Non aveva detto a nessuno della sua chiacchierata
con Klaus. La versione ufficiale era che, rientrato a casa, aveva
trovato Stefan e Tyler storditi per terra, mentre Katherine e Klaus
erano già fuggiti. Nessuno sapeva che Klaus aveva
l’incantesimo e sapeva come portarlo a termine.
La verità era che
Klaus aveva ragione. Ci stava pensando dall’inizio, da quando
tutta la storia dell’incantesimo era venuta fuori. Alla
possibilità di far tornare Elena umana. Doveva morire lui
per questo? Dettagli. Semmai, il
vero problema era trovare il modo per neutralizzare Klaus. Ma su
quello, ci stava già lavorando.
La questione al momento era
piuttosto convincere Bonnie a tenere la bocca chiusa fino al momento
giusto, o almeno il più a lungo possibile. E quando Elena lo
fosse venuta a sapere … beh, non aveva intenzione di
lasciarle molta scelta.
***
“Ehi!
Tu, sì, dico a te! Cos’è quella roba?
Devono essere fronde, come in una
foresta, hai presente?”
Dalla cima della scala, Caroline
fulminò una ragazza a pochi metri da lei. Alzò
gli occhi al cielo e tornò a rivolgersi ad Elena.

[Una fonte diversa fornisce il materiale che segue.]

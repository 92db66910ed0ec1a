use std::path::PathBuf;
use std::sync::Arc;

use anyhow::{Context, Result, bail};
use clap::{Parser, Subcommand};
use tracing::Level;

use quicksite_engine::queue::QueueStore;
use quicksite_engine::{
    BatchExecutor, BatchObserver, EndpointResolver, ExecutorConfig, HttpDispatcher, fetch_catalog, generate_reset_commands,
};
use quicksite_types::{BatchReport, BatchState, Command, ExecutionBatch, ExecutionResult, Phase};
use quicksite_util::{redact_sensitive, truncate_chars};

#[derive(Parser)]
#[command(name = "quicksite", version, about = "QuickSite management batch runner")]
struct Cli {
    /// Management API base URL, e.g. https://mysite.example/management
    #[arg(long, env = "QUICKSITE_API_BASE", global = true)]
    api_base: Option<String>,

    /// Bearer token for the management API
    #[arg(long, env = "QUICKSITE_API_TOKEN", global = true, hide_env_values = true)]
    token: Option<String>,

    /// Queue file location (defaults to the user config dir)
    #[arg(long, global = true)]
    queue_path: Option<PathBuf>,

    /// Print exact parameters and raw responses for every command
    #[arg(long, short, global = true)]
    verbose: bool,

    #[command(subcommand)]
    command: Cmd,
}

#[derive(Subcommand)]
enum Cmd {
    /// Manage the persisted command queue
    Queue {
        #[command(subcommand)]
        action: QueueCmd,
    },
    /// Execute a batch document, or the persisted queue when no file is given
    Run {
        /// Batch JSON file matching the admin-console wire shape
        file: Option<PathBuf>,
        /// Prepend a destructive reset generated from current remote state
        #[arg(long)]
        fresh_start: bool,
        /// Keep the queue after the run instead of clearing it
        #[arg(long)]
        keep_queue: bool,
        /// Override the settle delay in milliseconds
        #[arg(long)]
        settle_delay_ms: Option<u64>,
        /// Override the inter-command delay in milliseconds
        #[arg(long)]
        inter_command_delay_ms: Option<u64>,
    },
    /// Preview or execute a destructive project reset
    Reset {
        /// Only print the generated commands
        #[arg(long)]
        dry_run: bool,
        /// Confirm execution; without this flag nothing is deleted
        #[arg(long)]
        yes: bool,
    },
    /// List the commands the management API exposes
    Catalog,
}

#[derive(Subcommand)]
enum QueueCmd {
    /// Append a command; PARAMS is a JSON object
    Add {
        command: String,
        #[arg(default_value = "{}")]
        params: String,
    },
    /// Remove an entry by id
    Remove { id: u64 },
    /// Show the queue in execution order
    List,
    /// Drop every queued entry
    Clear,
}

#[tokio::main]
async fn main() -> Result<()> {
    init_tracing();
    let cli = Cli::parse();

    match &cli.command {
        Cmd::Queue { action } => run_queue_cmd(&cli, action),
        Cmd::Run {
            file,
            fresh_start,
            keep_queue,
            settle_delay_ms,
            inter_command_delay_ms,
        } => {
            run_batch_cmd(
                &cli,
                file.as_deref(),
                *fresh_start,
                *keep_queue,
                *settle_delay_ms,
                *inter_command_delay_ms,
            )
            .await
        }
        Cmd::Reset { dry_run, yes } => run_reset_cmd(&cli, *dry_run, *yes).await,
        Cmd::Catalog => run_catalog_cmd(&cli).await,
    }
}

fn init_tracing() {
    let filter = std::env::var("RUST_LOG").unwrap_or_else(|_| "info".into());
    let _ = tracing_subscriber::fmt()
        .with_env_filter(filter)
        .with_max_level(Level::INFO)
        .try_init();
}

fn executor_config(cli: &Cli) -> Result<ExecutorConfig> {
    let api_base = cli
        .api_base
        .clone()
        .context("no management API base URL; pass --api-base or set QUICKSITE_API_BASE")?;
    let token = cli
        .token
        .clone()
        .context("no authentication token; pass --token or set QUICKSITE_API_TOKEN")?;
    Ok(ExecutorConfig::new(api_base, token))
}

fn queue_store(cli: &Cli) -> QueueStore {
    match &cli.queue_path {
        Some(path) => QueueStore::new(path.clone()),
        None => QueueStore::default_location(),
    }
}

fn run_queue_cmd(cli: &Cli, action: &QueueCmd) -> Result<()> {
    let store = queue_store(cli);
    let mut queue = store.load().with_context(|| format!("could not load queue from {}", store.path().display()))?;

    match action {
        QueueCmd::Add { command, params } => {
            let params: serde_json::Map<String, serde_json::Value> =
                serde_json::from_str(params).context("PARAMS must be a JSON object")?;
            let id = queue.add(Command::with_params(command.clone(), params));
            store.save(&queue)?;
            println!("queued {} (id {})", command, id);
        }
        QueueCmd::Remove { id } => {
            if !queue.remove(*id) {
                bail!("no queue entry with id {id}");
            }
            store.save(&queue)?;
            println!("removed {id}");
        }
        QueueCmd::List => {
            if queue.is_empty() {
                println!("queue is empty");
            }
            for (position, entry) in queue.entries().iter().enumerate() {
                let params = if entry.command.params.is_empty() {
                    "(none)".to_string()
                } else {
                    serde_json::to_string(&entry.command.params)?
                };
                println!(
                    "{:>3}. [{}] {} {} {}",
                    position + 1,
                    entry.id,
                    entry.command.effective_method(),
                    entry.command.name,
                    truncate_chars(&params, 80)
                );
            }
        }
        QueueCmd::Clear => {
            let count = queue.len();
            queue.clear();
            store.save(&queue)?;
            println!("cleared {count} entries");
        }
    }
    Ok(())
}

async fn run_batch_cmd(
    cli: &Cli,
    file: Option<&std::path::Path>,
    fresh_start: bool,
    keep_queue: bool,
    settle_delay_ms: Option<u64>,
    inter_command_delay_ms: Option<u64>,
) -> Result<()> {
    let mut config = executor_config(cli)?;
    if let Some(settle) = settle_delay_ms {
        config.settle_delay_ms = settle;
    }
    if let Some(inter) = inter_command_delay_ms {
        config.inter_command_delay_ms = inter;
    }
    let client = config.client()?;
    let dispatcher = Arc::new(HttpDispatcher::new(client.clone()));
    let executor = BatchExecutor::new(dispatcher.clone())
        .with_resolver(Arc::new(EndpointResolver::new(client)))
        .with_delays(config.settle_delay(), config.inter_command_delay());
    spawn_cancel_handler(dispatcher);

    let (mut batch, from_queue) = match file {
        Some(path) => {
            let content = std::fs::read_to_string(path).with_context(|| format!("could not read {}", path.display()))?;
            let batch: ExecutionBatch = serde_json::from_str(&content).with_context(|| format!("{} is not a valid batch document", path.display()))?;
            (batch, false)
        }
        None => {
            let store = queue_store(cli);
            let queue = store.load().with_context(|| format!("could not load queue from {}", store.path().display()))?;
            if queue.is_empty() {
                bail!("queue is empty; add commands with `quicksite queue add` or pass a batch file");
            }
            (ExecutionBatch::from_main(queue.main_commands()), true)
        }
    };
    if fresh_start {
        batch.fresh_start = true;
    }

    let observer = ConsoleObserver { verbose: cli.verbose };
    let report = executor.run_batch(&batch, &observer).await;
    print_summary(&report);

    if from_queue && !keep_queue && report.aborted.is_none() && !report.cancelled {
        let store = queue_store(cli);
        store.save(&quicksite_engine::CommandQueue::default())?;
        println!("queue cleared");
    }

    if let Some(aborted) = &report.aborted {
        bail!("batch aborted at '{}': {}", aborted.failed_command.name, aborted.error);
    }
    if report.failed_count() > 0 {
        bail!("{} command(s) failed", report.failed_count());
    }
    Ok(())
}

async fn run_reset_cmd(cli: &Cli, dry_run: bool, yes: bool) -> Result<()> {
    let config = executor_config(cli)?;
    let client = config.client()?;
    let dispatcher = Arc::new(HttpDispatcher::new(client));

    println!("analyzing project state...");
    let commands = generate_reset_commands(dispatcher.as_ref()).await;
    println!("{} reset commands generated", commands.len());

    if dry_run || !yes {
        for command in &commands {
            let params = serde_json::to_string(&command.params)?;
            println!("  {} {}", command.name, truncate_chars(&params, 100));
        }
        if !dry_run {
            println!("pass --yes to execute this reset; it cannot be undone");
        }
        return Ok(());
    }

    let executor = BatchExecutor::new(dispatcher.clone()).with_delays(config.settle_delay(), config.inter_command_delay());
    spawn_cancel_handler(dispatcher);
    let observer = ConsoleObserver { verbose: cli.verbose };
    let outcome = executor.run_main_phase(&commands, commands.len()).await;
    for (command, result) in commands.iter().zip(&outcome.results) {
        observer.on_result(command, result);
    }
    let failed = outcome.results.iter().filter(|result| !result.success).count();
    if failed > 0 {
        bail!("{failed} reset command(s) failed");
    }
    println!("project reset to baseline");
    Ok(())
}

async fn run_catalog_cmd(cli: &Cli) -> Result<()> {
    let config = executor_config(cli)?;
    let dispatcher = HttpDispatcher::new(config.client()?);
    let catalog = fetch_catalog(&dispatcher).await?;

    for (name, entry) in &catalog.commands {
        if entry.description.is_empty() {
            println!("{name}");
        } else {
            println!("{name} — {}", entry.description);
        }
    }
    println!("{} commands", catalog.len());

    let queued = queue_store(cli).load().map(|queue| queue.main_commands()).unwrap_or_default();
    let unknown = catalog.unknown_commands(&queued);
    if !unknown.is_empty() {
        println!("warning: queued commands not in the catalog: {}", unknown.join(", "));
    }
    Ok(())
}

/// First Ctrl-C aborts the request currently on the wire; the running phase
/// then stops without recording a result for it. Completed commands are not
/// rolled back.
fn spawn_cancel_handler(dispatcher: Arc<HttpDispatcher>) {
    tokio::spawn(async move {
        if tokio::signal::ctrl_c().await.is_ok() {
            eprintln!("cancelling in-flight request...");
            dispatcher.abort_in_flight();
        }
    });
}

/// Prints per-command outcomes as they arrive, mirroring the admin console's
/// result list: icon, name, duration, one-line message, and the exact
/// parameters/response when verbose.
struct ConsoleObserver {
    verbose: bool,
}

impl BatchObserver for ConsoleObserver {
    fn on_state_change(&self, state: BatchState) {
        match state {
            BatchState::RunningPre => println!("executing pre-commands..."),
            BatchState::RunningMain => println!("executing commands..."),
            BatchState::ResolvingPost => println!("resolving post-commands with fresh config..."),
            BatchState::RunningPost => println!("executing post-commands..."),
            _ => {}
        }
    }

    fn on_result(&self, command: &Command, result: &ExecutionResult) {
        let icon = if result.skipped {
            "⏭"
        } else if result.success {
            "✔"
        } else {
            "✘"
        };
        let phase_tag = match result.phase {
            Phase::Reset => "[reset] ",
            Phase::Post => "[post] ",
            _ => "",
        };
        println!(
            "{icon} {phase_tag}{} ({}ms) {}",
            result.command,
            result.duration_ms,
            truncate_chars(&result.message(), 120)
        );

        if self.verbose {
            if !command.params.is_empty() {
                let params = serde_json::to_string_pretty(&command.params)
                    .unwrap_or_else(|_| serde_json::Value::Object(command.params.clone()).to_string());
                println!("  params: {}", redact_sensitive(&params));
            }
            let response = serde_json::to_string_pretty(&result.data).unwrap_or_else(|_| result.data.to_string());
            println!("  response: {}", redact_sensitive(&response));
        }
    }
}

fn print_summary(report: &BatchReport) {
    if report.cancelled {
        println!("run cancelled; {} result(s) recorded, nothing rolled back", report.results.len());
        return;
    }
    println!(
        "batch complete: {} succeeded, {} failed",
        report.succeeded_count(),
        report.failed_count()
    );
}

“A volte penso proprio che dovremmo soggiogarli per avere le
cose fatte per bene!”
Caroline si sporse per prendere
la farfalla di cartone che Elena, con un mezzo sorriso, le stava
porgendo e la appuntò con cura al tulle che ricopriva la
parete della palestra in vista del ballo scolastico a tema Sogno di una notte di mezza estate.
“Sai chi usa il
soggiogamento, secondo me? Rebekah.” –
proseguì Caroline – “Non è assolutamente possibile che da quando
è arrivata lei, alla fine per il ballo vengono sempre scelte
le sue idee. E vuoi sapere la cosa peggiore? Stamattina ho appena
ricevuto questo!” Tirò un biglietto fuori dalla
tasca posteriore dei jeans e lo gettò ad Elena.
Elena lo aprì. Con
calligrafia elegante, c’era scritto
Se vuoi
Mezzanotte a Parigi, posso sempre portarti io. K-
Prima che Elena potesse
commentare, Caroline scese dalla scala, le prese il biglietto dalla
mano e lo gettò in un cestino.
“Penseresti che lo
abbia capito, a questo punto, e invece no! Se penso che l’ho
anche baciato, pensando che fosse Tyler … ew!”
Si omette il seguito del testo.